14 Agosto 2019 di Indiscreto

Bruce Lee è morto giovane, a 33 anni, ed ha girato pochi film (solo quattro da protagonista), ma la sua immagine è ancora fortissima. Al punto di essere la chiave del successo di una serie televisiva dei giorni nostri, Warrior, che è nata da un suo soggetto e che abbiamo appena terminato di vedere su Sky Atlantic.

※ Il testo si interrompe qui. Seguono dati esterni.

#![no_main]

use std::io::Cursor;

use libfuzzer_sys::fuzz_target;

fuzz_target!(|data: &[u8]| {
    let _ = pngstream::query(&mut Cursor::new(data));
});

Warrior ha comunque poco a che vedere con i film di Bruce Lee e quasi niente con quel filone cinematografico kung fu che fu di grande moda negli anni Sessanta e Settanta e che era l’architrave della programmazione di alcune tivù private italiane degli albori (trama quasi fissa: il vecchio e saggio maestro che viene ucciso dai cattivi di una scuola rivale, con rapimento della figlia/nipote e vendetta a mazzate dell’allievo non più sfigato, con il minimo sindacale di dialoghi).
 
I tanti combattimenti che si vedono in Warrior riflettono più un gusto alla Tarantino, da citazionista fighetto, che una scelta di genere. La serie, creata da Jonathan Tropper (Banshee) e Justin Lin (True Detective), con la consulenza di Shannon Lee (figlia di), ha quindi ambizioni ben più alte, quasi dichiaratamente politiche. 
 
Ambientata nella San Francisco del 1870, mette in scena con grande forza il conflitto fra cittadini di un paese (in questo caso soprattutto di origine irlandese) ed immigrati (in questo caso cinesi), con argomentazioni e schemi del 2019. Il lavoro sottopagato che crea disoccupazione fra chi non vuole farsi schiavizzare, la criminalità, ghettizzazione ed autoghettizzazione, bisogno di manodopera e sovranismo.

Il protagonista, Ah Sahm, arriva dalla Cina per cercare la sorella Mai Ling, che ha dovuto sposare il boss di una tong per poterlo proteggere da un casino che aveva combinato in Cina. E subito il ragazzo, venduto a una tong rivale di quella della sorella, si trova a fare i conti con il nuovo mondo: il suo avere un nonno americano (da ricordare che Bruce Lee era originario di Hong Kong, ma arrivò in America da bambino: certo non da povero, essendo la sua famiglia relativamente benestante) gli impedisce di accettare le logiche cinesi di sottomissione e disciplina, ma per gli americani lui è un cinese con zero possibilità di uscire da Chinatown. Un po’ se la cava con la qualità di guerriero, ma le carte che ha in mano sono cattive.

Moltissimi i personaggi interessanti, su tutti la maîtresse Ah Toy, con animo rivoluzionario, così come interessante è la parte sulla politica locale e sui meccanismi del consenso. Le porcate del sindaco Blake e del suo vice Kirkwood non si contano, in un’America che non ha ancora superato gli odi della guerra di secessione e che anche fra i bianchi ha gerarchie precise.

Molti gli amori impossibili, moltissime le scene di sesso, innumerevoli i combattimenti e a volte sorprendenti i loro esiti (l’eroe non vince sempre). La serie è ben lontana dall’essere una cinesata di quelle dei nostri tempi, anzi delinea molto bene ogni carattere: gioca un po’ con le citazioni, come in un episodio quasi western ispirato a Ombre rosse, ma si lascia vedere ad ogni livello di comprensione. E finalmente in una produzione occidentale ci sono cinesi che parlano con frasi articolate.